TASK INSTRUCTIONS:
All lines from the one containing "and CLI runs." down to the one containing "Initialization never panics.", both ends included, are to be given again exactly; omit the rest of the listing below.

====== THE DATA

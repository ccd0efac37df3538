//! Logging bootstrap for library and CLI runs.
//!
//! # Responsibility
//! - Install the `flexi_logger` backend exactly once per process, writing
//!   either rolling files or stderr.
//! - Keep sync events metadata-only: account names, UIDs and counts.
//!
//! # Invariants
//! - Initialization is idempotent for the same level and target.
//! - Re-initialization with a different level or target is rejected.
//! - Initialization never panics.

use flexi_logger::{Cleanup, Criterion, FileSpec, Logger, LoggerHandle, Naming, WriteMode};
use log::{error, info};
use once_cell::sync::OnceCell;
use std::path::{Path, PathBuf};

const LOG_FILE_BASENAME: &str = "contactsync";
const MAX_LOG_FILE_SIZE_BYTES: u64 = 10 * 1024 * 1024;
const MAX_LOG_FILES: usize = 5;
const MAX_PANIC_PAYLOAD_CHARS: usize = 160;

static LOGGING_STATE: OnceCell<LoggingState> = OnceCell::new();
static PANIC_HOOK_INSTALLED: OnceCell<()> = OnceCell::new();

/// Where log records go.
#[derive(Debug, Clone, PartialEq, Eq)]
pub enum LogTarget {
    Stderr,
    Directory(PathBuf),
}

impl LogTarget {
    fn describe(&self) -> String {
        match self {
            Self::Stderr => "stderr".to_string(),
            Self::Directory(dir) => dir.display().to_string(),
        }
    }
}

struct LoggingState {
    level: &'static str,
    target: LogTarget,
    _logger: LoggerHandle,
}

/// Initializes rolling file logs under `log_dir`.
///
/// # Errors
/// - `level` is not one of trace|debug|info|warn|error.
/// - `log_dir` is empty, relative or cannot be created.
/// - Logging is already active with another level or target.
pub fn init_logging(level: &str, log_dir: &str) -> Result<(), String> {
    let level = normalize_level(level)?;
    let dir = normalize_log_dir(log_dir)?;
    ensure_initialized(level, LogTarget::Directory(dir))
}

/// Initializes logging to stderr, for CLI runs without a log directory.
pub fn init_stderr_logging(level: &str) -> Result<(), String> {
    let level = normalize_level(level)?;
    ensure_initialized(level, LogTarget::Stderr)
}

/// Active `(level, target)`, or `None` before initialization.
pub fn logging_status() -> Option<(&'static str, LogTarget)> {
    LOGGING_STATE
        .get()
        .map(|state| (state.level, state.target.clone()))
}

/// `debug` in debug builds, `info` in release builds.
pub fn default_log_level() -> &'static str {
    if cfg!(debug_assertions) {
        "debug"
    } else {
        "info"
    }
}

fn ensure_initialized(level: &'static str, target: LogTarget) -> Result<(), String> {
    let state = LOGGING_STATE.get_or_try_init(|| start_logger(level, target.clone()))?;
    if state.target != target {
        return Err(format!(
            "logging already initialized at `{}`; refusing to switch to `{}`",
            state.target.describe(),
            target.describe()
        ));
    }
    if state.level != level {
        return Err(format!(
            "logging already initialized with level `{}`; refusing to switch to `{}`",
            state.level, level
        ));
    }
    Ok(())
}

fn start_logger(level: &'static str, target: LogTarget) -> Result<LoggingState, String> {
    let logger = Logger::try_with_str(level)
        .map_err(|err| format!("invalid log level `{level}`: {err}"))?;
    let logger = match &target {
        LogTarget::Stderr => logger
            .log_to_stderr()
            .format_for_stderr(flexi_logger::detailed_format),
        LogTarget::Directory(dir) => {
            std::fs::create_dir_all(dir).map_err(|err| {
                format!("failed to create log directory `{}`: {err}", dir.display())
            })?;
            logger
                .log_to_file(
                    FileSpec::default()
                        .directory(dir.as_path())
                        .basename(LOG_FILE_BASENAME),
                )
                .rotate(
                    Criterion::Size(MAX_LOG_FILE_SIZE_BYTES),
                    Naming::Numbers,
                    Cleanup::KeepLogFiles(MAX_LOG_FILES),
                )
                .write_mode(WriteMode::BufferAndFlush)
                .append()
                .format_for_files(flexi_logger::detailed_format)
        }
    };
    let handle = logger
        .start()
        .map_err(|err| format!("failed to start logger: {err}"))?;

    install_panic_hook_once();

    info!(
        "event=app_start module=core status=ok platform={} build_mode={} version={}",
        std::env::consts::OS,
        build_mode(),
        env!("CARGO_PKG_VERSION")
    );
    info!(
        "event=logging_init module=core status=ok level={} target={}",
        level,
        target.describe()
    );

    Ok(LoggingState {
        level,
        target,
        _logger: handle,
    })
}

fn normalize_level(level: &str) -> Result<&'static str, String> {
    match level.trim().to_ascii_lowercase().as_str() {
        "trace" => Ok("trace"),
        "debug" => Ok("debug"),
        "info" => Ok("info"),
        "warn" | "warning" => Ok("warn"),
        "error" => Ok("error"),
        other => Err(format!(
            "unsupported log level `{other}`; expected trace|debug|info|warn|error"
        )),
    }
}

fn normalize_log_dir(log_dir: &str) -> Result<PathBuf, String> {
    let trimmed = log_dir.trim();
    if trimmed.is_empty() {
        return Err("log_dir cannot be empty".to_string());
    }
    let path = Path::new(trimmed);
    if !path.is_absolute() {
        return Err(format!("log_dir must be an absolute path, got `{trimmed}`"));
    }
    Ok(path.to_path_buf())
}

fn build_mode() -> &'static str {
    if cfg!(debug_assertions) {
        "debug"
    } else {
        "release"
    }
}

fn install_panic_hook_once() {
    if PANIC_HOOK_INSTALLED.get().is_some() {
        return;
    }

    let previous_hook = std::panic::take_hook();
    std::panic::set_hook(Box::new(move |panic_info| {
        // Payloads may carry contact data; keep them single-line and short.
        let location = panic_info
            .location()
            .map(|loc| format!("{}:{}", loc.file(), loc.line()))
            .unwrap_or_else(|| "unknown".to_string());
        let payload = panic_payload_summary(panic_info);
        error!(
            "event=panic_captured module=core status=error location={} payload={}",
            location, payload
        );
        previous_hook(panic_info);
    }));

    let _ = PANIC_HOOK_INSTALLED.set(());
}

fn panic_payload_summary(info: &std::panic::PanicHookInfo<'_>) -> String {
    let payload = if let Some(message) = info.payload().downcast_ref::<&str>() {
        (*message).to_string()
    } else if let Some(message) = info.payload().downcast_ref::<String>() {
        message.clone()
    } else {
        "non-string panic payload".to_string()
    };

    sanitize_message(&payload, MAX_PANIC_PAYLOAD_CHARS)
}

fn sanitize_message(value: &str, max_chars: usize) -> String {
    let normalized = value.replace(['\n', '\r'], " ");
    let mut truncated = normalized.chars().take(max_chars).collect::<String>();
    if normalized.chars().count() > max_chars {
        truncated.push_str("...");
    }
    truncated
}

============

SOLUTION TO THIS TASK:
//! Logging bootstrap for library and CLI runs.
//!
//! # Responsibility
//! - Install the `flexi_logger` backend exactly once per process, writing
//!   either rolling files or stderr.
//! - Keep sync events metadata-only: account names, UIDs and counts.
//!
//! # Invariants
//! - Initialization is idempotent for the same level and target.
//! - Re-initialization with a different level or target is rejected.
//! - Initialization never panics.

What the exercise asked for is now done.